§ WORK ORDER
Check the listing below for lines that hold "distinct". How many are there? Please give only the number.

--- GIVEN INFORMATION Enclosed Below ---

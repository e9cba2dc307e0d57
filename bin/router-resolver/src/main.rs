use anyhow::Result;
use clap::{Parser, ValueEnum};
use router_table::MemoryRoutingTable;
use std::path::PathBuf;
use std::process::ExitCode;
use std::sync::Arc;
use tracing::{debug, info, warn};
use tracing_subscriber::EnvFilter;

mod config;
mod resolver;

use config::DirectorySeed;
use resolver::Resolver;

#[derive(Clone, Copy, Debug, PartialEq, Eq, ValueEnum)]
enum Format {
    Text,
    Json,
}

/// Resolve which server handles a client's traffic
#[derive(Parser, Debug)]
#[command(version, about, long_about = None)]
struct Args {
    /// YAML file with the directory contents
    #[arg(long, env = "ROUTER_DIRECTORY_SEED")]
    seed: Option<PathBuf>,

    #[arg(long, value_enum, default_value_t = Format::Text)]
    log_format: Format,

    #[arg(long, value_enum, default_value_t = Format::Text)]
    output: Format,

    client: String,

    /// Resolve the client's route for this service instead of its message server
    service: Option<String>,
}

fn init_tracing(format: Format) {
    let filter = EnvFilter::try_from_default_env().unwrap_or_else(|_| EnvFilter::new("info"));
    let builder = tracing_subscriber::fmt()
        .with_env_filter(filter)
        .with_writer(std::io::stderr);

    match format {
        Format::Text => builder.init(),
        Format::Json => builder.json().init(),
    }
}

fn main() -> Result<ExitCode> {
    let args = Args::parse();
    init_tracing(args.log_format);

    let table = Arc::new(MemoryRoutingTable::new());
    match &args.seed {
        Some(path) => DirectorySeed::load(path)?.apply(table.as_ref())?,
        None => warn!("No directory seed given; the routing table is empty"),
    }
    info!(
        "Routing table ready ({} clients, {} services)",
        table.client_count(),
        table.service_count()
    );

    let resolver = Resolver::new(table);
    match resolver.resolve(&args.client, args.service.as_deref()) {
        Ok(route) => {
            debug!("Resolved via {}", route.source);
            match args.output {
                Format::Text => println!("{}", route.server),
                Format::Json => println!("{}", serde_json::to_string(&route)?),
            }
            Ok(ExitCode::SUCCESS)
        }
        Err(e) if e.is_not_found() => {
            eprintln!("no route: {}", e);
            Ok(ExitCode::from(2))
        }
        Err(e) => Err(e.into()),
    }
}
//! Conformance checks for `RoutingTable` implementations
//!
//! Each check seeds a fresh table through the public write operations and
//! then compares reads against a table of expected outcomes. A mismatch
//! panics with the failing case, so the checks can be called straight from
//! a `#[test]` function of any backend crate:
//!
//! ```ignore
//! #[test]
//! fn memory_table_conforms() {
//!     router_conformance::run_all(MemoryRoutingTable::new);
//! }
//! ```

use router_table::{ErrorKind, Result, RoutingTable};
use std::collections::HashSet;
use std::fmt::Debug;

/// Expected outcome of a single lookup
#[derive(Clone, Copy, Debug, PartialEq, Eq)]
pub enum Expected {
    Server(&'static str),
    Error(ErrorKind),
}

/// One lookup and its expected outcome
#[derive(Debug)]
pub struct Case<A> {
    pub note: &'static str,
    pub args: A,
    pub expected: Expected,
}

fn case<A>(note: &'static str, args: A, expected: Expected) -> Case<A> {
    Case { note, args, expected }
}

use Expected::{Error, Server};

/// Run every case through `lookup` and panic on the first mismatch.
pub fn eval_cases<A: Debug>(
    operation: &str,
    cases: &[Case<A>],
    lookup: impl Fn(&A) -> Result<String>,
) {
    for case in cases {
        let actual = lookup(&case.args);
        let matches = match (&actual, case.expected) {
            (Ok(server), Server(expected)) => server == expected,
            (Err(err), Error(kind)) => err.kind() == kind,
            _ => false,
        };
        assert!(
            matches,
            "{} {:?} ({}): expected {:?}, got {:?}",
            operation, case.args, case.note, case.expected, actual
        );
    }
}

fn write(result: Result<()>, operation: &str) {
    if let Err(err) = result {
        panic!("{} failed during seeding: {}", operation, err);
    }
}

pub fn check_get_client_message_server(table: &dyn RoutingTable) {
    write(table.set_client_message_server("client.2", "server.1"), "set_client_message_server");
    write(
        table.set_client_service_server("client.3", "service.1", "server.1"),
        "set_client_service_server",
    );
    write(table.set_client_message_server("client.4", "server.1"), "set_client_message_server");
    write(table.set_client_message_server("client.4", ""), "set_client_message_server");

    let cases = [
        case("never written", "client.1", Error(ErrorKind::UnknownClient)),
        case("message server set", "client.2", Server("server.1")),
        case("only a service override", "client.3", Error(ErrorKind::MappingNotFound)),
        case("overwritten with empty", "client.4", Error(ErrorKind::MappingNotFound)),
    ];

    eval_cases("get_client_message_server", &cases, |client| {
        table.get_client_message_server(client)
    });
}

pub fn check_get_client_service_server(table: &dyn RoutingTable) {
    write(table.set_client_message_server("client.2", "server.1"), "set_client_message_server");
    write(
        table.set_client_service_server("client.3", "service.2", "server.1"),
        "set_client_service_server",
    );
    write(table.set_client_message_server("client.3", "server.2"), "set_client_message_server");
    write(
        table.set_client_service_server("client.4", "service.1", "server.3"),
        "set_client_service_server",
    );
    write(
        table.set_client_service_server("client.4", "service.1", "server.4"),
        "set_client_service_server",
    );

    let cases = [
        case("never written", ("client.1", "service.1"), Error(ErrorKind::UnknownClient)),
        case("no overrides", ("client.2", "service.1"), Error(ErrorKind::MappingNotFound)),
        case("other service mapped", ("client.3", "service.1"), Error(ErrorKind::MappingNotFound)),
        case("service mapped", ("client.3", "service.2"), Server("server.1")),
        case("override overwritten", ("client.4", "service.1"), Server("server.4")),
    ];

    eval_cases("get_client_service_server", &cases, |(client, service)| {
        table.get_client_service_server(client, service)
    });

    // Overrides never leak into the message server.
    eval_cases(
        "get_client_message_server",
        &[case("override only", "client.4", Error(ErrorKind::MappingNotFound))],
        |client| table.get_client_message_server(client),
    );
}

pub fn check_get_service_server(table: &dyn RoutingTable) {
    write(table.set_service_server("service.2", "server.1"), "set_service_server");
    write(table.set_service_server("service.3", ""), "set_service_server");
    write(table.set_service_registrar("service.4", "registrar.1"), "set_service_registrar");
    write(table.add_server_to_service_pool("service.5", "pool.1"), "add_server_to_service_pool");

    let cases = [
        case("never written", "service.1", Error(ErrorKind::UnknownService)),
        case("catch-all set", "service.2", Server("server.1")),
        case("catch-all set to empty", "service.3", Error(ErrorKind::ServerNotFound)),
        case("only a registrar", "service.4", Error(ErrorKind::ServerNotFound)),
        case("only a pool", "service.5", Error(ErrorKind::ServerNotFound)),
    ];

    eval_cases("get_service_server", &cases, |service| {
        table.get_service_server(service)
    });
}

pub fn check_get_service_registrar(table: &dyn RoutingTable) {
    write(table.set_service_server("service.2", "server.1"), "set_service_server");
    write(table.set_service_registrar("service.3", "registrar.1"), "set_service_registrar");
    write(table.set_service_server("service.4", "server.2"), "set_service_server");
    write(table.set_service_registrar("service.4", "registrar.2"), "set_service_registrar");
    write(table.set_service_registrar("service.5", ""), "set_service_registrar");

    let cases = [
        case("never written", "service.1", Error(ErrorKind::UnknownService)),
        case("only a catch-all", "service.2", Error(ErrorKind::ServerNotFound)),
        case("registrar set", "service.3", Server("registrar.1")),
        case("registrar and catch-all", "service.4", Server("registrar.2")),
        case("registrar set to empty", "service.5", Error(ErrorKind::ServerNotFound)),
    ];

    eval_cases("get_service_registrar", &cases, |service| {
        table.get_service_registrar(service)
    });
}

pub fn check_get_service_random_server(table: &dyn RoutingTable) {
    write(table.set_service_server("service.2", "server.1"), "set_service_server");
    write(table.set_service_registrar("service.3", "registrar.1"), "set_service_registrar");
    write(table.set_service_server("service.4", "server.2"), "set_service_server");
    write(table.set_service_registrar("service.4", "registrar.2"), "set_service_registrar");

    write(table.set_service_server("service.5", "server.2"), "set_service_server");
    write(table.set_service_registrar("service.5", "registrar.2"), "set_service_registrar");
    write(table.add_server_to_service_pool("service.5", "pool.1"), "add_server_to_service_pool");

    write(table.add_server_to_service_pool("service.6", "pool.1"), "add_server_to_service_pool");

    for id in ["pool.1", "pool.2", "pool.3"] {
        write(table.add_server_to_service_pool("service.7", id), "add_server_to_service_pool");
    }
    for id in ["pool.1", "pool.2", "pool.3"] {
        write(
            table.remove_server_from_service_pool("service.7", id),
            "remove_server_from_service_pool",
        );
    }

    write(table.add_server_to_service_pool("service.8", "pool.1"), "add_server_to_service_pool");
    write(table.add_server_to_service_pool("service.8", "pool.2"), "add_server_to_service_pool");
    write(
        table.remove_server_from_service_pool("service.8", "pool.1"),
        "remove_server_from_service_pool",
    );

    write(
        table.remove_server_from_service_pool("service.9", "pool.1"),
        "remove_server_from_service_pool",
    );
    write(table.add_server_to_service_pool("service.9", "pool.1"), "add_server_to_service_pool");
    write(table.add_server_to_service_pool("service.9", "pool.1"), "add_server_to_service_pool");
    write(
        table.remove_server_from_service_pool("service.9", "pool.1"),
        "remove_server_from_service_pool",
    );

    let cases = [
        case("never written", "service.1", Error(ErrorKind::UnknownService)),
        case("catch-all, no pool", "service.2", Error(ErrorKind::ServerPoolEmpty)),
        case("registrar, no pool", "service.3", Error(ErrorKind::ServerPoolEmpty)),
        case("catch-all and registrar, no pool", "service.4", Error(ErrorKind::ServerPoolEmpty)),
        case("everything set, one pooled", "service.5", Server("pool.1")),
        case("only one pooled", "service.6", Server("pool.1")),
        case("pool emptied", "service.7", Error(ErrorKind::ServerPoolEmpty)),
        case("one left after removal", "service.8", Server("pool.2")),
        case("duplicate add then remove", "service.9", Error(ErrorKind::ServerPoolEmpty)),
    ];

    eval_cases("get_service_random_server", &cases, |service| {
        table.get_service_random_server(service)
    });
}

pub fn check_service_pool_membership(table: &dyn RoutingTable) {
    for id in ["pool.3", "pool.1", "pool.2", "pool.1"] {
        write(table.add_server_to_service_pool("service.1", id), "add_server_to_service_pool");
    }
    write(
        table.remove_server_from_service_pool("service.1", "pool.9"),
        "remove_server_from_service_pool",
    );
    assert_eq!(
        table.get_service_pool("service.1").ok(),
        Some(vec!["pool.3".to_string(), "pool.1".to_string(), "pool.2".to_string()]),
        "pool must keep insertion order and ignore duplicates and absent removals"
    );

    write(
        table.remove_server_from_service_pool("service.1", "pool.1"),
        "remove_server_from_service_pool",
    );
    write(table.add_server_to_service_pool("service.1", "pool.1"), "add_server_to_service_pool");
    assert_eq!(
        table.get_service_pool("service.1").ok(),
        Some(vec!["pool.3".to_string(), "pool.2".to_string(), "pool.1".to_string()]),
        "re-added server must go to the end of the pool"
    );

    write(
        table.remove_server_from_service_pool("service.2", "pool.1"),
        "remove_server_from_service_pool",
    );
    assert_eq!(
        table.get_service_pool("service.2").ok(),
        Some(Vec::new()),
        "removal from an unseen service must create an empty record"
    );
    assert_eq!(
        table.get_service_pool("service.3").map_err(|e| e.kind()),
        Err(ErrorKind::UnknownService)
    );
}

/// Draws from a pool only return members, and every member shows up.
pub fn check_random_server_distribution(table: &dyn RoutingTable) {
    const DRAWS: usize = 1000;
    let members = ["pool.1", "pool.2", "pool.3", "pool.4", "pool.5"];
    for id in members {
        write(table.add_server_to_service_pool("service.1", id), "add_server_to_service_pool");
    }

    let mut seen = HashSet::new();
    for _ in 0..DRAWS {
        match table.get_service_random_server("service.1") {
            Ok(server) => {
                assert!(
                    members.contains(&server.as_str()),
                    "get_service_random_server returned non-member {}",
                    server
                );
                seen.insert(server);
            }
            Err(err) => panic!("get_service_random_server failed: {}", err),
        }
    }
    assert_eq!(
        seen.len(),
        members.len(),
        "{} draws did not cover the pool: saw {:?}",
        DRAWS,
        seen
    );
}

/// Concurrent adds of distinct ids to an unseen service all land in one pool.
pub fn check_concurrent_pool_registration(table: &dyn RoutingTable) {
    const WORKERS: usize = 16;
    const PER_WORKER: usize = 8;

    std::thread::scope(|scope| {
        for worker in 0..WORKERS {
            scope.spawn(move || {
                for n in 0..PER_WORKER {
                    let server = format!("pool.{}.{}", worker, n);
                    write(
                        table.add_server_to_service_pool("service.new", &server),
                        "add_server_to_service_pool",
                    );
                }
            });
        }
    });

    let pool = match table.get_service_pool("service.new") {
        Ok(pool) => pool,
        Err(err) => panic!("get_service_pool failed after concurrent adds: {}", err),
    };
    let distinct: HashSet<&String> = pool.iter().collect();
    assert_eq!(pool.len(), WORKERS * PER_WORKER, "pool lost or duplicated entries");
    assert_eq!(distinct.len(), pool.len(), "pool contains duplicates");
}

/// Run every check, each against a fresh table from `factory`.
pub fn run_all<T, F>(mut factory: F)
where
    T: RoutingTable,
    F: FnMut() -> T,
{
    check_get_client_message_server(&factory());
    check_get_client_service_server(&factory());
    check_get_service_server(&factory());
    check_get_service_registrar(&factory());
    check_get_service_random_server(&factory());
    check_service_pool_membership(&factory());
    check_random_server_distribution(&factory());
    check_concurrent_pool_registration(&factory());
}

#[cfg(test)]
mod tests {
    use super::*;
    use router_table::{ClientTable, MemoryRoutingTable};

    #[test]
    fn test_memory_get_client_message_server() {
        check_get_client_message_server(&MemoryRoutingTable::new());
    }

    #[test]
    fn test_memory_get_client_service_server() {
        check_get_client_service_server(&MemoryRoutingTable::new());
    }

    #[test]
    fn test_memory_get_service_server() {
        check_get_service_server(&MemoryRoutingTable::new());
    }

    #[test]
    fn test_memory_get_service_registrar() {
        check_get_service_registrar(&MemoryRoutingTable::new());
    }

    #[test]
    fn test_memory_get_service_random_server() {
        check_get_service_random_server(&MemoryRoutingTable::new());
    }

    #[test]
    fn test_memory_run_all() {
        run_all(MemoryRoutingTable::new);
    }

    #[test]
    #[should_panic(expected = "get_client_message_server")]
    fn test_mismatch_panics() {
        let table = MemoryRoutingTable::new();
        eval_cases(
            "get_client_message_server",
            &[case("wrong on purpose", "client.1", Server("server.1"))],
            |client| table.get_client_message_server(client),
        );
    }
}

--- End of Enclosed GIVEN INFORMATION ---

§ ANSWER TO THIS TASK
3